### THE TASK
Go through the material underneath and show every line where the string "ListItem" occurs.

### RECORDS PROVIDED

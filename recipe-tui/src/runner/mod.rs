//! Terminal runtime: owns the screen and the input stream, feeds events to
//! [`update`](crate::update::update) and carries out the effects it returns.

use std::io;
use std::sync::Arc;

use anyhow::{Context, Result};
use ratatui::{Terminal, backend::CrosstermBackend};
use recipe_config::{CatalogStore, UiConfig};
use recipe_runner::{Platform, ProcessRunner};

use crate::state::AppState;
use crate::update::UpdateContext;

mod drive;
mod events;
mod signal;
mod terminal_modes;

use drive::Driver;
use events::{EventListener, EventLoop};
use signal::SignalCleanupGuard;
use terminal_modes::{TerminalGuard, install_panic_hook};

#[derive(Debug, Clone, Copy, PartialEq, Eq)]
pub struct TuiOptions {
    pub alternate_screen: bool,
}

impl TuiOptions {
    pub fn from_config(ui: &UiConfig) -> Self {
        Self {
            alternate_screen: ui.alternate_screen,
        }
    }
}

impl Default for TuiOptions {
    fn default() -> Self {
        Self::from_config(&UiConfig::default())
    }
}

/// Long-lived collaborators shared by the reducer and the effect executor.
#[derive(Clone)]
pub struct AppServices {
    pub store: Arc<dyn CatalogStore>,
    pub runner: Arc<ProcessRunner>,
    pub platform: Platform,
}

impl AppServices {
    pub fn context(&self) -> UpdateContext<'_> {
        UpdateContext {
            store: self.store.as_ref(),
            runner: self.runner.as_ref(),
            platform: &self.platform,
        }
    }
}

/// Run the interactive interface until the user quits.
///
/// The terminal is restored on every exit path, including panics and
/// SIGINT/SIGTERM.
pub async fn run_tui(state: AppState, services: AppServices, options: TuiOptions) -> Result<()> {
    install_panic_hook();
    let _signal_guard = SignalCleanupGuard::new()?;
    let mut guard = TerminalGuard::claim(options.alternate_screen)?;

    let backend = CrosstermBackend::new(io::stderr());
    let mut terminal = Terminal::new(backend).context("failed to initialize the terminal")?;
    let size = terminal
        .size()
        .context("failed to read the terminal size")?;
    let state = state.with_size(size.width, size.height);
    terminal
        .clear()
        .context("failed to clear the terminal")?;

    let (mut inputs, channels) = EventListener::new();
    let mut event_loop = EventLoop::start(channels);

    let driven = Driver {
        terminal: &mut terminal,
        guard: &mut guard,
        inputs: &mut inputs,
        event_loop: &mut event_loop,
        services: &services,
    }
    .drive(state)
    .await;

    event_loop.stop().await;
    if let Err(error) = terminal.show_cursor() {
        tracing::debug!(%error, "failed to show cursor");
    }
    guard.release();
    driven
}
--
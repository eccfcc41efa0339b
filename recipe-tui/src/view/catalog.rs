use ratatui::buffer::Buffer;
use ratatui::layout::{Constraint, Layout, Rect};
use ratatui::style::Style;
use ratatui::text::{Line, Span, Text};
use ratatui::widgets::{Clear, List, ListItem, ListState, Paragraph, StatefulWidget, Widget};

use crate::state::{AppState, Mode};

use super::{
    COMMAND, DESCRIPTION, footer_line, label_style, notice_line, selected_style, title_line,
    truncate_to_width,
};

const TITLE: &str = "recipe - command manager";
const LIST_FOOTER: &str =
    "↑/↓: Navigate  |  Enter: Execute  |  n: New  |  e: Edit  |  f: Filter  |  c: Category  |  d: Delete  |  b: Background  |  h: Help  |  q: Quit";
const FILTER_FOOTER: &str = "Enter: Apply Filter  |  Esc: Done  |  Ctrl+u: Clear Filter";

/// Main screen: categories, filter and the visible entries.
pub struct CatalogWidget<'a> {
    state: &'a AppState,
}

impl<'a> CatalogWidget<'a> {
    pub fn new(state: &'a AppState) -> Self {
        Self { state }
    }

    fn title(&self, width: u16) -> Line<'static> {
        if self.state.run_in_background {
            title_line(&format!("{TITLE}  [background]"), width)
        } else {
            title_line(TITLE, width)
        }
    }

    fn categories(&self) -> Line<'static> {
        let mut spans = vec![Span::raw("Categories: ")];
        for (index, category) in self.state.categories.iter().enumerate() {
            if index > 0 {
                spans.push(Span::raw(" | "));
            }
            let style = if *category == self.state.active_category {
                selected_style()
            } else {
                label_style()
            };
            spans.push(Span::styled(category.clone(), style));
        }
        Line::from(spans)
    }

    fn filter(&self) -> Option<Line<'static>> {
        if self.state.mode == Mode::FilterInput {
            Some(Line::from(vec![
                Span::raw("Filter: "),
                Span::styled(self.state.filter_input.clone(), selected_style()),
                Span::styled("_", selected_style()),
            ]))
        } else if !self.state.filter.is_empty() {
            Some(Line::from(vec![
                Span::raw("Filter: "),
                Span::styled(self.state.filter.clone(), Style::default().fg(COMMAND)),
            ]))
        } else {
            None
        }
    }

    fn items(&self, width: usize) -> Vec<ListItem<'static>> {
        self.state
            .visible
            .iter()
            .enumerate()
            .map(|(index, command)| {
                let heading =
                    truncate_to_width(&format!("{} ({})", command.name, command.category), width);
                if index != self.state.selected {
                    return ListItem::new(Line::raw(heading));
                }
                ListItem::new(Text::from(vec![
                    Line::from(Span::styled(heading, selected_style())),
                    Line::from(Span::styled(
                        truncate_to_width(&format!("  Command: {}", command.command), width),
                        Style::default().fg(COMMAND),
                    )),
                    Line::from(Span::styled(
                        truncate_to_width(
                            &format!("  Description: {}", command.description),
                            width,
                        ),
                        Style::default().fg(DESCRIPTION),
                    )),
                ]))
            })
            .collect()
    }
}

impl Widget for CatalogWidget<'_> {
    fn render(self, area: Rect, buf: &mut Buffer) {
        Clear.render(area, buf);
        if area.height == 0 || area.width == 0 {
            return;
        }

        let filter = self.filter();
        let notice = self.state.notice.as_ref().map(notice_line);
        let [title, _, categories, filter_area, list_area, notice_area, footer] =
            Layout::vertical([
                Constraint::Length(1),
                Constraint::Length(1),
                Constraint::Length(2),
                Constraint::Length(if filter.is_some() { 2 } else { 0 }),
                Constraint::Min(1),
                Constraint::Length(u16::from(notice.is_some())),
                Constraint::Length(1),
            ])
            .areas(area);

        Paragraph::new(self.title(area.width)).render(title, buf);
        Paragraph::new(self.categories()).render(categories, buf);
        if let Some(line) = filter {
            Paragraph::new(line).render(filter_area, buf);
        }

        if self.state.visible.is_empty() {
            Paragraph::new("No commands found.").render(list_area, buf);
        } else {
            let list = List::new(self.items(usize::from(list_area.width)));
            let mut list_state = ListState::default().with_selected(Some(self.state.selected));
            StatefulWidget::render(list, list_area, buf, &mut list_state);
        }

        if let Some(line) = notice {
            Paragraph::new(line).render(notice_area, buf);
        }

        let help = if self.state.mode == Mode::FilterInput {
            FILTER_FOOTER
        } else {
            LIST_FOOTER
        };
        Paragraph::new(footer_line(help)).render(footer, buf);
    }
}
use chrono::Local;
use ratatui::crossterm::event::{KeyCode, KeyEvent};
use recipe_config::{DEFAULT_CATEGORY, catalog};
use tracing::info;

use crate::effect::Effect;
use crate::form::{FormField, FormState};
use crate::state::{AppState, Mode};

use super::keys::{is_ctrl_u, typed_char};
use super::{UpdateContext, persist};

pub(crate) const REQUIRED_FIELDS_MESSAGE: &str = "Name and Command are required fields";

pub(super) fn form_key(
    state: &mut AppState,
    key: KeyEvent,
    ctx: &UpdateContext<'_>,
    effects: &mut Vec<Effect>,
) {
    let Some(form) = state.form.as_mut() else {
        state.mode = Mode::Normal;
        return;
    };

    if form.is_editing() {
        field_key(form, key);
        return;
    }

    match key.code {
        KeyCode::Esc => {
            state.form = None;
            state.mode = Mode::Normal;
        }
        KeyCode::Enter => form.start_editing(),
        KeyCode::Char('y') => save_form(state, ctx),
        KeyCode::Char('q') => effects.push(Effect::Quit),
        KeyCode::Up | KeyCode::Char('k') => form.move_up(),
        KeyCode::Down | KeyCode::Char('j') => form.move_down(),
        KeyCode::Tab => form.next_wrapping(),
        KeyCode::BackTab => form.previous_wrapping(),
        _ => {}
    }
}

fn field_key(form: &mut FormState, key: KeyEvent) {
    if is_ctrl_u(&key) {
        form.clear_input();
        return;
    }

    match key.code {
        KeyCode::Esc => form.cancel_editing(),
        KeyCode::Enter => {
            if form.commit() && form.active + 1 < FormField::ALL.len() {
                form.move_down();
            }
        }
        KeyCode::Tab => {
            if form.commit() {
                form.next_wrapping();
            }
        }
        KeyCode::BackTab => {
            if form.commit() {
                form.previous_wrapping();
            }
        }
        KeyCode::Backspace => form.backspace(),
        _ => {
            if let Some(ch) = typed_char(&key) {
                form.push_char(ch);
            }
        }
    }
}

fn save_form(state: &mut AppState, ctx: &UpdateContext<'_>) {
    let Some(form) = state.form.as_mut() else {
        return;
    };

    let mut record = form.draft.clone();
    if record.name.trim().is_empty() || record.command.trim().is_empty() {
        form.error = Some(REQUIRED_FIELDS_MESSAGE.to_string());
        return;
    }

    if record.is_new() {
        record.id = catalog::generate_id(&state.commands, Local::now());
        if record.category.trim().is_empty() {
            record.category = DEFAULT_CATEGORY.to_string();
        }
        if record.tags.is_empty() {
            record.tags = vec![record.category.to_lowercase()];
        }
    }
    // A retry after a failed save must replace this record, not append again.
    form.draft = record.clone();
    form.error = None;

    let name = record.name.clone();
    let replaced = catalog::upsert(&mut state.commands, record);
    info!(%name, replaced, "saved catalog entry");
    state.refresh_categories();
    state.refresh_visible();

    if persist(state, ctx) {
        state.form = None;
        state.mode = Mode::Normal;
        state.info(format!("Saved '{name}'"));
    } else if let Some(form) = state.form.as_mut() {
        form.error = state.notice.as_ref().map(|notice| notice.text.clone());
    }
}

### RESULT OF THIS TASK
use ratatui::widgets::{Clear, List, ListItem, ListState, Paragraph, StatefulWidget, Widget};
    fn items(&self, width: usize) -> Vec<ListItem<'static>> {
                    return ListItem::new(Line::raw(heading));
                ListItem::new(Text::from(vec![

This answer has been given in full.